■ YOUR OBJECTIVE ■
How many lines below include the string "port"? State the number alone.

[Records from a collection]
★ ★ ★ ★
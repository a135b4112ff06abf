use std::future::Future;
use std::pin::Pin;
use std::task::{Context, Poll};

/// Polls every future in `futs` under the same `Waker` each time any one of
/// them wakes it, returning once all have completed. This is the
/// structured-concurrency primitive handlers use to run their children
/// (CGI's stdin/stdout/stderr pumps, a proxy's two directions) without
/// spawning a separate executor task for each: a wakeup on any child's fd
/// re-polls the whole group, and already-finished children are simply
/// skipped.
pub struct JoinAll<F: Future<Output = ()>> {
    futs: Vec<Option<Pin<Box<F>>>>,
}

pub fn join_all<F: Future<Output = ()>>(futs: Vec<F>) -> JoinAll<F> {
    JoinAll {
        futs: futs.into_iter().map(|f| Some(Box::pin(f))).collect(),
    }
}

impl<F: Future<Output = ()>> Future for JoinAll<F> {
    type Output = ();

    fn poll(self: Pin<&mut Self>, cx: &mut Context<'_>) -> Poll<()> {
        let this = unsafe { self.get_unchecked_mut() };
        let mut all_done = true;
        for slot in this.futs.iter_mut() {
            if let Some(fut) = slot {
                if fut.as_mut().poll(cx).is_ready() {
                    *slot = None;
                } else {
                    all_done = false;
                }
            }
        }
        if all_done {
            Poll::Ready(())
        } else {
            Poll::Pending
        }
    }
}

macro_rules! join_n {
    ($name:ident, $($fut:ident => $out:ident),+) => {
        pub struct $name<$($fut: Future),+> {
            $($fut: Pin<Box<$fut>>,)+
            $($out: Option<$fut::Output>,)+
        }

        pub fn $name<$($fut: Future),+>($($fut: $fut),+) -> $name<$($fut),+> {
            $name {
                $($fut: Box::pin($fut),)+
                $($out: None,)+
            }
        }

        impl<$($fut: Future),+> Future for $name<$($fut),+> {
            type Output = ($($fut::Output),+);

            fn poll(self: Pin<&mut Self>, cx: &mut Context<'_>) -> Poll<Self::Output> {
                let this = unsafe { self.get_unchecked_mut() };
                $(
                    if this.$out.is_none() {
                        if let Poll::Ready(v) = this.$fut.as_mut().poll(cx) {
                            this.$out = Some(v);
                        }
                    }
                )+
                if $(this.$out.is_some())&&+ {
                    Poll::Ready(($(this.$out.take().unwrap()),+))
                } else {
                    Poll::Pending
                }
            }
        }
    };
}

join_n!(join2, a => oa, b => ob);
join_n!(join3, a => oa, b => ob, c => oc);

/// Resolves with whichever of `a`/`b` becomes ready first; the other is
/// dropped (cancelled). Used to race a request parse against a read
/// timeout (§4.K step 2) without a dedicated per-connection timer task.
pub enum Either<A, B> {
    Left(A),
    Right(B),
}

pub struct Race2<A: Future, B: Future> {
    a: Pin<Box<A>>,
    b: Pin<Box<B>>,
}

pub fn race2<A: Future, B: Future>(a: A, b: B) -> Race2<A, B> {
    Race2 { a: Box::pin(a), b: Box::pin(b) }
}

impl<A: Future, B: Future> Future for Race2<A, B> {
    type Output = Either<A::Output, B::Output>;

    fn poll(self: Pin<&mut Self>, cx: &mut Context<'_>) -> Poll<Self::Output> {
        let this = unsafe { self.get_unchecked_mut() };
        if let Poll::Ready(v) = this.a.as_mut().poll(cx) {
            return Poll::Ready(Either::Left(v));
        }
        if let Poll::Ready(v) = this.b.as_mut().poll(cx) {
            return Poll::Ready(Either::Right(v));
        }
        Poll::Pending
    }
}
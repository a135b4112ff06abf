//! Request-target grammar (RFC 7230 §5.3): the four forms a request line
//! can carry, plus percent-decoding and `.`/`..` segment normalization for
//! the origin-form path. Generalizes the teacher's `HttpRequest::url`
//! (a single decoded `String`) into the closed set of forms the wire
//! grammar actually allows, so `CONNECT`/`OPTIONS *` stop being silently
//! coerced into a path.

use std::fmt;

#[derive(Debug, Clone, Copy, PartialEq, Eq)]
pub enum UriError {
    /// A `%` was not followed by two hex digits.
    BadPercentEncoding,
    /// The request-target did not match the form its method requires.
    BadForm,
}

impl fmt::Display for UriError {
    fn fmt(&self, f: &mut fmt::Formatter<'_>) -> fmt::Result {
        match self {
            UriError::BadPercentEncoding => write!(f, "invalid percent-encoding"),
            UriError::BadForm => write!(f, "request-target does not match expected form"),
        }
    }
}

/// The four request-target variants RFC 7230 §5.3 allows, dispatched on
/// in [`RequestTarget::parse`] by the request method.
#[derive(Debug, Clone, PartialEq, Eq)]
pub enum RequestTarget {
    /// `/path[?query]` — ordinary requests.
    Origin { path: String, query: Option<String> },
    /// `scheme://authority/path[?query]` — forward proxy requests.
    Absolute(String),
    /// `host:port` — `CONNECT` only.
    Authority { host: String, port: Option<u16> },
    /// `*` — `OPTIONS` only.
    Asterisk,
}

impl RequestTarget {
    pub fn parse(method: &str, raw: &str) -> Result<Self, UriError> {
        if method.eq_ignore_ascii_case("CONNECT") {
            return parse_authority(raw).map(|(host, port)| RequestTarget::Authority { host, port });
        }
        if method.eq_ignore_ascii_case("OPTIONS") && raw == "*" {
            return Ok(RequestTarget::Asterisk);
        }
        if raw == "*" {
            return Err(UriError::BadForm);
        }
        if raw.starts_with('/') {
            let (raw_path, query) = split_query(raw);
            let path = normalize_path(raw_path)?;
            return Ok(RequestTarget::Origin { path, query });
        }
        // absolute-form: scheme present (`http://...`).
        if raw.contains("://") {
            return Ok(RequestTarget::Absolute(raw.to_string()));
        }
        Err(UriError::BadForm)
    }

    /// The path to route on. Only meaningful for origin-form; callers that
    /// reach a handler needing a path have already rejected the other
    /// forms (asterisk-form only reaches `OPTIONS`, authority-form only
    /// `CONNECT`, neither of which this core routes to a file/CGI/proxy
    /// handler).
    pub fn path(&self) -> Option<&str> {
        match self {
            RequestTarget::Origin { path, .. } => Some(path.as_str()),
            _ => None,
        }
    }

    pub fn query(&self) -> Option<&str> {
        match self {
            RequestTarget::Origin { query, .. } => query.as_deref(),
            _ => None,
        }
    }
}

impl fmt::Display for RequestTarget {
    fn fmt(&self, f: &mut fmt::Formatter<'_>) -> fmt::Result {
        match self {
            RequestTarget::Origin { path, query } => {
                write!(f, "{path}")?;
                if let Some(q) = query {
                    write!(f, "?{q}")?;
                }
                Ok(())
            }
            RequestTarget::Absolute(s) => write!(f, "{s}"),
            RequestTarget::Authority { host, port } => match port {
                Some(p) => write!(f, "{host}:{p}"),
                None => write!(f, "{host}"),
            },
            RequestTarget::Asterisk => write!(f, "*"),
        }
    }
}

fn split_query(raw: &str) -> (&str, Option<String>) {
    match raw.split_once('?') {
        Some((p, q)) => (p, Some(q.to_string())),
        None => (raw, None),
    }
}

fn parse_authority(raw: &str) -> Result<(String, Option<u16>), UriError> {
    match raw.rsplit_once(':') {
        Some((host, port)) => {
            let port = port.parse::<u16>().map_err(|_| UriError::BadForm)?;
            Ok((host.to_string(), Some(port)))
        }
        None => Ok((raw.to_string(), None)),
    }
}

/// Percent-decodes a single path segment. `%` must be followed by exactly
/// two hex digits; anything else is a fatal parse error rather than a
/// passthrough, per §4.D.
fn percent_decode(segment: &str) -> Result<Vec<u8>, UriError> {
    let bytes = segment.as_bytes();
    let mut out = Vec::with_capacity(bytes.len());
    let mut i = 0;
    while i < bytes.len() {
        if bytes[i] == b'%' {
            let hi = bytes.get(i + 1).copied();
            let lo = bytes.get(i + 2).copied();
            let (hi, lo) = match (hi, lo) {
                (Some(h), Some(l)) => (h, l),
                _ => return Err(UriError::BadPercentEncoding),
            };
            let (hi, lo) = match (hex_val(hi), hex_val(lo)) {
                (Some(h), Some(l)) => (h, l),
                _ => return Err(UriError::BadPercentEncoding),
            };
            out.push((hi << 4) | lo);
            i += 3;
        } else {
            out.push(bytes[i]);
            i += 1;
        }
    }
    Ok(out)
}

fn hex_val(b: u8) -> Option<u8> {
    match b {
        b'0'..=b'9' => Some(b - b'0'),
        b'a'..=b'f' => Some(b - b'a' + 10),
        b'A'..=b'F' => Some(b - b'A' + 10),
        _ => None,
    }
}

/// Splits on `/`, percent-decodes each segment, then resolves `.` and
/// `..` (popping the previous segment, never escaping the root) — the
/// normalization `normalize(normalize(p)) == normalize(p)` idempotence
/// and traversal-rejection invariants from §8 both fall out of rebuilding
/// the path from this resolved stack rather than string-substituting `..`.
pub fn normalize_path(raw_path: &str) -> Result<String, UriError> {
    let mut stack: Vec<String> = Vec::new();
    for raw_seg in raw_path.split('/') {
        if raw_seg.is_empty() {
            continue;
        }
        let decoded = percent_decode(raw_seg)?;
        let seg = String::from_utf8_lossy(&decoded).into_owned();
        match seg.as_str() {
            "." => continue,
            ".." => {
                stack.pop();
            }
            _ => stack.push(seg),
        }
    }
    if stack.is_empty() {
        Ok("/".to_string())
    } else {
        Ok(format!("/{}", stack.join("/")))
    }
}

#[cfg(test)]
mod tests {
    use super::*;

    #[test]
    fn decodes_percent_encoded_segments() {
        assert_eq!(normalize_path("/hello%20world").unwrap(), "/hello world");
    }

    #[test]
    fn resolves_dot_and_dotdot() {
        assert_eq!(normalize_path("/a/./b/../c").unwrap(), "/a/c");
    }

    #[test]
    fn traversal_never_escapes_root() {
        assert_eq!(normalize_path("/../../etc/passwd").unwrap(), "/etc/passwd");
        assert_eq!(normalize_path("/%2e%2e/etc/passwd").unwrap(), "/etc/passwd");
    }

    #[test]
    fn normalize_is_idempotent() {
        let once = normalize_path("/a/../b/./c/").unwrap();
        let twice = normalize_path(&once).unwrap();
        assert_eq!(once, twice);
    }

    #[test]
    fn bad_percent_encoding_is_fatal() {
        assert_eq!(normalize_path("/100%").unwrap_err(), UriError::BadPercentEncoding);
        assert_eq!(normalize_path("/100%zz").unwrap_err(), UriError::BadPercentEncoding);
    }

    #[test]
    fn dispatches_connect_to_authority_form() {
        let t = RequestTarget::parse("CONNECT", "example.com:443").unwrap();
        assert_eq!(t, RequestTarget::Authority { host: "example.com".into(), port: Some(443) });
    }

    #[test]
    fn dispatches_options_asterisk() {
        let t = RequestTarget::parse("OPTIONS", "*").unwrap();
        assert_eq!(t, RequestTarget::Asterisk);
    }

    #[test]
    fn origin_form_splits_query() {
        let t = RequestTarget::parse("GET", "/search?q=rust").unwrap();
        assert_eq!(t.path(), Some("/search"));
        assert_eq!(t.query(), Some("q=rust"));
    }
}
★ ★ ★ ★
■ TASK RESPONSE ■
8